Clitheroe in 1837
CLITHEROE, a market town, a parliamentary borough, and a parochial chapelry in that part of the parish of Whalley which is in the higher division of the hundred of Blackburn, and in the northern division of the county palatine of Lancaster, 216 miles N.N.W. of London, and 26 S.E. of Lancaster. Its population in 1831 was 5,213, two thirds of whom are employed in trade, and the rest in agriculture. Clitheroe is a borough by prescription ; its earliest known charter is dated in the time of Henry de Lacy, who died in 1147 ; but it did not send members to parliament before the first year of Elizabeth. The late Boundary Act extended the parliamentary borough to the neighbouring chapelry of Downham, and the four townships of Whalley, Wiseyall, Pendleton cum Henshorn, and Little Milton cum Colcoats, and reduced the two members to one. The town is governed by two bailiffs, chosen annually by the burgesses and freemen. Three courts are held here, viz., the court-baron, the court-leet, and a court of inquiry, at which the bailiffs preside. They are held in the New Moot-hall, a modern building of the Gothic order, with a spire sixty-two feet high.

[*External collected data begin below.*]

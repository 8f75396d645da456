//! Application configuration, read from `forge.toml`.

use std::path::PathBuf;

use forge_rhi::DeviceConfig;
use forge_vulkan::VulkanConfig;
use serde::{Deserialize, Serialize};

/// Which backend the device drives.
#[derive(Clone, Copy, Debug, Default, PartialEq, Eq, Serialize, Deserialize)]
#[serde(rename_all = "lowercase")]
pub enum BackendKind {
    /// CPU backend; needs no GPU.
    #[default]
    Headless,
    /// Vulkan, rendering offscreen.
    Vulkan,
}

#[derive(Clone, Debug, PartialEq, Eq, Serialize, Deserialize)]
#[serde(default)]
pub struct AppConfig {
    pub backend: BackendKind,
    /// Number of frames rendered before shutdown.
    pub frames: u32,
    /// Threads recording draws each frame.
    pub worker_threads: usize,
    /// Triangles each worker draws per frame.
    pub draws_per_worker: u32,
    /// Size of the offscreen color target.
    pub width: u32,
    pub height: u32,
    /// Directory holding `triangle.vert.spv` and `triangle.frag.spv`.
    pub shader_dir: PathBuf,
    pub device: DeviceConfig,
    pub vulkan: VulkanConfig,
}

impl Default for AppConfig {
    fn default() -> Self {
        Self {
            backend: BackendKind::Headless,
            frames: 6,
            worker_threads: 4,
            draws_per_worker: 16,
            width: 640,
            height: 360,
            shader_dir: PathBuf::from("shaders/spirv"),
            device: DeviceConfig::default(),
            vulkan: VulkanConfig::default(),
        }
    }
}

impl AppConfig {
    /// Rejects values the frame loop cannot run with.
    ///
    /// # Errors
    ///
    /// Returns [`forge_core::Error::Config`] naming the offending field.
    pub fn validate(&self) -> forge_core::Result<()> {
        if self.worker_threads == 0 {
            return Err(forge_core::Error::Config("worker_threads must be at least 1".to_string()));
        }
        if self.width == 0 || self.height == 0 {
            return Err(forge_core::Error::Config(format!(
                "target size must be non-zero, got {}x{}",
                self.width, self.height
            )));
        }
        Ok(())
    }
}

#[cfg(test)]
mod tests {
    use super::*;

    #[test]
    fn test_defaults_use_headless() {
        let config = AppConfig::default();
        assert_eq!(config.backend, BackendKind::Headless);
        assert!(config.validate().is_ok());
    }

    #[test]
    fn test_parse_nested_tables() {
        let config: AppConfig = forge_core::config::parse(
            r#"
            backend = "vulkan"
            frames = 2

            [device]
            frames_in_flight = 3

            [vulkan]
            enable_validation = false
            "#,
        )
        .unwrap();
        assert_eq!(config.backend, BackendKind::Vulkan);
        assert_eq!(config.frames, 2);
        assert_eq!(config.worker_threads, 4);
        assert_eq!(config.device.frames_in_flight, 3);
        assert!(!config.vulkan.enable_validation);
    }

    #[test]
    fn test_unknown_backend_is_rejected() {
        assert!(forge_core::config::parse::<AppConfig>(r#"backend = "metal""#).is_err());
    }

    #[test]
    fn test_zero_workers_is_invalid() {
        let config = AppConfig {
            worker_threads: 0,
            ..Default::default()
        };
        assert!(config.validate().is_err());
    }

    #[test]
    fn test_sample_file_parses() {
        let config: AppConfig = forge_core::config::parse(include_str!("../../../forge.toml")).unwrap();
        assert!(config.validate().is_ok());
        assert_eq!(config.device, DeviceConfig::default());
    }
}
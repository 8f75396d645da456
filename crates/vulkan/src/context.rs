//! Logical device, queue and memory allocator.
//!
//! # Overview
//!
//! [`Context`] bundles everything the backend's calls go through: the
//! instance, the selected GPU, the logical device with one queue from the
//! graphics family, and a [`gpu_allocator`] allocator.
//!
//! Every queue type the core asks for maps to that one queue, so resources
//! never change queue family ownership.

use std::mem::ManuallyDrop;

use ash::vk;
use gpu_allocator::vulkan::{Allocator, AllocatorCreateDesc};
use parking_lot::Mutex;
use raw_window_handle::RawDisplayHandle;
use tracing::{debug, error, info};

use crate::config::VulkanConfig;
use crate::error::VulkanResult;
use crate::instance::Instance;
use crate::physical_device::{PhysicalDeviceInfo, select_physical_device};

/// Owner of the logical device and its allocator.
pub struct Context {
    device: ash::Device,
    physical: PhysicalDeviceInfo,
    /// Externally synchronized by the lock.
    queue: Mutex<vk::Queue>,
    /// Dropped before the device is destroyed.
    allocator: ManuallyDrop<Mutex<Allocator>>,
    swapchain_loader: Option<ash::khr::swapchain::Device>,
    surface_loader: Option<ash::khr::surface::Instance>,
    instance: Instance,
}

impl Context {
    /// Creates the instance, selects a GPU and creates the logical device.
    ///
    /// # Errors
    ///
    /// Returns an error if any step of the setup fails, including
    /// [`VulkanError::NoSuitableGpu`](crate::VulkanError::NoSuitableGpu).
    pub fn new(config: &VulkanConfig, display: Option<RawDisplayHandle>) -> VulkanResult<Self> {
        let instance = Instance::new(config, display)?;
        let physical = select_physical_device(instance.handle(), config.prefer_discrete_gpu)?;

        let priorities = [1.0f32];
        let queue_infos = [vk::DeviceQueueCreateInfo::default()
            .queue_family_index(physical.graphics_family)
            .queue_priorities(&priorities)];

        let mut features_1_3 = vk::PhysicalDeviceVulkan13Features::default()
            .dynamic_rendering(true)
            .synchronization2(true);
        let features = vk::PhysicalDeviceFeatures::default()
            .sampler_anisotropy(physical.features.sampler_anisotropy == vk::TRUE)
            .fill_mode_non_solid(physical.features.fill_mode_non_solid == vk::TRUE);

        let mut extensions = Vec::new();
        if instance.supports_surfaces() {
            extensions.push(ash::khr::swapchain::NAME.as_ptr());
        }

        let create_info = vk::DeviceCreateInfo::default()
            .queue_create_infos(&queue_infos)
            .enabled_extension_names(&extensions)
            .enabled_features(&features)
            .push_next(&mut features_1_3);
        let device = unsafe { instance.handle().create_device(physical.device, &create_info, None)? };
        info!("Logical device created with {} extension(s)", extensions.len());

        let queue = unsafe { device.get_device_queue(physical.graphics_family, 0) };
        debug!("Queue retrieved from family {}", physical.graphics_family);

        let allocator = Allocator::new(&AllocatorCreateDesc {
            instance: instance.handle().clone(),
            device: device.clone(),
            physical_device: physical.device,
            debug_settings: Default::default(),
            buffer_device_address: false,
            allocation_sizes: Default::default(),
        });
        let allocator = match allocator {
            Ok(allocator) => allocator,
            Err(e) => {
                unsafe { device.destroy_device(None) };
                return Err(e.into());
            }
        };
        info!("GPU memory allocator initialized");

        let (swapchain_loader, surface_loader) = if instance.supports_surfaces() {
            (
                Some(ash::khr::swapchain::Device::new(instance.handle(), &device)),
                Some(ash::khr::surface::Instance::new(instance.entry(), instance.handle())),
            )
        } else {
            (None, None)
        };

        Ok(Self {
            device,
            physical,
            queue: Mutex::new(queue),
            allocator: ManuallyDrop::new(Mutex::new(allocator)),
            swapchain_loader,
            surface_loader,
            instance,
        })
    }

    #[inline]
    pub fn device(&self) -> &ash::Device {
        &self.device
    }

    #[inline]
    pub fn instance(&self) -> &Instance {
        &self.instance
    }

    #[inline]
    pub fn physical(&self) -> &PhysicalDeviceInfo {
        &self.physical
    }

    #[inline]
    pub fn queue_family(&self) -> u32 {
        self.physical.graphics_family
    }

    /// The queue, locked for submission or presentation.
    #[inline]
    pub fn queue(&self) -> &Mutex<vk::Queue> {
        &self.queue
    }

    #[inline]
    pub fn allocator(&self) -> &Mutex<Allocator> {
        &self.allocator
    }

    /// Swapchain and surface loaders, present when the instance was created
    /// with a display.
    pub fn surface_loaders(&self) -> Option<(&ash::khr::swapchain::Device, &ash::khr::surface::Instance)> {
        self.swapchain_loader.as_ref().zip(self.surface_loader.as_ref())
    }

    pub fn wait_idle(&self) -> VulkanResult<()> {
        unsafe { self.device.device_wait_idle()? };
        Ok(())
    }
}

impl Drop for Context {
    fn drop(&mut self) {
        unsafe {
            if let Err(e) = self.device.device_wait_idle() {
                error!("Failed to wait for device idle during drop: {:?}", e);
            }
            ManuallyDrop::drop(&mut self.allocator);
            self.device.destroy_device(None);
        }
        info!("Logical device destroyed");
    }
}

#[cfg(test)]
mod tests {
    use super::*;

    #[test]
    fn test_context_is_send_sync() {
        fn assert_send_sync<T: Send + Sync>() {}
        assert_send_sync::<Context>();
    }
}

The name of this town, or, as it was anciently spelt, Cliderhaw, is descriptive of its situation, a hill by the waters. The family of De Lacy, who came over with the Conqueror, built the castle, consisting merely of a keep, with a tower and arched gateway, not for a residence, but as a fortress. It was also used for the purpose of receiving tribute from the feudatories within that manorial district, still called the Honor of Clitheroe. Within the walls by which the castle was inclosed, where a handsome house now stands for the bailiff, was a chapel dedicated to St. Michael, which disappeared when the fortress was dismantled in 1649. Prior to this, the Honor of Clitheroe had vested in the crown, and Henry VI, after he was deposed, concealed himself there after the battle of Hexham, but was discovered by the Talbots of Bashall and Colebry, who carried him to London with his legs bound to the stirrups of his horse. The Honor of Clitheroe was, for nearly three centuries, a part of the possessions of the duchy of Lancaster, till Charles II granted it to General Monk, Duke of Albemarle, from whom it has descended to the present proprietor, the Duke of Buccleuch.
The church of Clitheroe is an ancient structure, with a fine Saxon arch between the nave and choir ; it is dedicated to St. Michael, the patron of the castle church. The living is a perpetual curacy under Whalley, of which Earl Howe is patron. Among the monuments of this church is a brass plate to the memory of Dr. John Webster, the astrologer, who obtained celebrity by detecting the impositions of witchcraft in the seventeenth century. One of the incumbents was the Rev. James King, whose son circumnavigated the globe with Captain Cook. The Roman Catholics, the Independent Dissenters, and the Methodists, have places of worship, with Sunday-schools attached, in which nearly 700 children are instructed. Contiguous to the churchyard is a grammar-school, founded and endowed by Philip and Mary in 1554, at the recommendation of Bishop Bridgman, who drew up the statutes. Its concerns are managed by six governors, who appoint the master and usher, subject to the approval of the Bishop of Chester. The income is £452, 8 shillings and 8 pence, arising from the rectorial tithes of the parish of Almondbury, and lands and messuages in Yorkshire. There are twenty scholars, who are educated in the classics, and writing and arithmetic, by whom an annual remuneration is made to the masters, under the name of a cock-penny ; besides which fees, the salary of the head master is £200, and of the under master £100. The rooms of the grammar-school have been used since 1816 as a church Sunday-school, in which 350 children are instructed on the Madras system.
Clitheroe was until recently a place of little trade ; but extensive print works and cotton manufactories have been established, which along with the lime-kilns, find ample employment for the increasing population. The neighbourhood abounds with limestone, for which there is a great demand as it can now be conveyed by water to any part of the kingdom. The houses of Clitheroe are built of stone, the streets are well paved, and the town is well supplied with water from springs. There has been a weekly market from the time of the Conquest. It is now held on Tuesday, though Saturday is the day for the chartered market. Every alternate week there is a cattle market. Fairs are held March 24 and July 21, for horned cattle and woollen cloth ; and the fourth Saturday after Michaelmas-day for cattle, horses and woollens.